Collected data entries

//! Room session: who is presenting, and under which room key.
//!
//! DESIGN
//! ======
//! There is no authentication. Joining only records a nickname and a room
//! key, moves the host from pre-join to board, and yields the link a capture
//! tool (OBS browser source) opens to show the viewer projection. Room keys
//! are restricted to URL-safe characters so the link needs no escaping.

use serde::Serialize;

#[derive(Debug, thiserror::Error, PartialEq, Eq)]
pub enum SessionError {
    #[error("nickname is required")]
    MissingNickname,

    #[error("room key is required")]
    MissingRoomKey,

    #[error("room key may only contain letters, digits, '-' and '_': {0}")]
    InvalidRoomKey(String),

    #[error("no room joined")]
    NotJoined,
}

/// A joined room.
#[derive(Debug, Clone, PartialEq, Eq, Serialize)]
pub struct Session {
    pub nickname: String,
    pub room_key: String,
}

impl Session {
    /// Viewer link for this session under `base`.
    #[must_use]
    pub fn viewer_url(&self, base: &str) -> String {
        viewer_url(base, &self.room_key)
    }
}

/// Validate and trim join input.
///
/// # Errors
///
/// Returns [`SessionError`] when either field is blank after trimming or the
/// room key holds characters outside `[A-Za-z0-9_-]`.
pub fn join(nickname: &str, room_key: &str) -> Result<Session, SessionError> {
    let nickname = nickname.trim();
    let room_key = room_key.trim();
    if nickname.is_empty() {
        return Err(SessionError::MissingNickname);
    }
    if room_key.is_empty() {
        return Err(SessionError::MissingRoomKey);
    }
    if !room_key.chars().all(is_room_key_char) {
        return Err(SessionError::InvalidRoomKey(room_key.to_owned()));
    }
    Ok(Session { nickname: nickname.to_owned(), room_key: room_key.to_owned() })
}

/// `{base}/view?roomKey={key}`.
#[must_use]
pub fn viewer_url(base: &str, room_key: &str) -> String {
    format!("{}/view?roomKey={room_key}", base.trim_end_matches('/'))
}

fn is_room_key_char(c: char) -> bool {
    c.is_ascii_alphanumeric() || c == '-' || c == '_'
}

#[cfg(test)]
#[path = "session_test.rs"]
mod tests;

→ What to do
From the first line to the last, return the records unchanged.

→ Response to the exercise
//! Room session: who is presenting, and under which room key.
//!
//! DESIGN
//! ======
//! There is no authentication. Joining only records a nickname and a room
//! key, moves the host from pre-join to board, and yields the link a capture
//! tool (OBS browser source) opens to show the viewer projection. Room keys
//! are restricted to URL-safe characters so the link needs no escaping.

use serde::Serialize;

#[derive(Debug, thiserror::Error, PartialEq, Eq)]
pub enum SessionError {
    #[error("nickname is required")]
    MissingNickname,

    #[error("room key is required")]
    MissingRoomKey,

    #[error("room key may only contain letters, digits, '-' and '_': {0}")]
    InvalidRoomKey(String),

    #[error("no room joined")]
    NotJoined,
}

/// A joined room.
#[derive(Debug, Clone, PartialEq, Eq, Serialize)]
pub struct Session {
    pub nickname: String,
    pub room_key: String,
}

impl Session {
    /// Viewer link for this session under `base`.
    #[must_use]
    pub fn viewer_url(&self, base: &str) -> String {
        viewer_url(base, &self.room_key)
    }
}

/// Validate and trim join input.
///
/// # Errors
///
/// Returns [`SessionError`] when either field is blank after trimming or the
/// room key holds characters outside `[A-Za-z0-9_-]`.
pub fn join(nickname: &str, room_key: &str) -> Result<Session, SessionError> {
    let nickname = nickname.trim();
    let room_key = room_key.trim();
    if nickname.is_empty() {
        return Err(SessionError::MissingNickname);
    }
    if room_key.is_empty() {
        return Err(SessionError::MissingRoomKey);
    }
    if !room_key.chars().all(is_room_key_char) {
        return Err(SessionError::InvalidRoomKey(room_key.to_owned()));
    }
    Ok(Session { nickname: nickname.to_owned(), room_key: room_key.to_owned() })
}

/// `{base}/view?roomKey={key}`.
#[must_use]
pub fn viewer_url(base: &str, room_key: &str) -> String {
    format!("{}/view?roomKey={room_key}", base.trim_end_matches('/'))
}

fn is_room_key_char(c: char) -> bool {
    c.is_ascii_alphanumeric() || c == '-' || c == '_'
}

#[cfg(test)]
#[path = "session_test.rs"]
mod tests;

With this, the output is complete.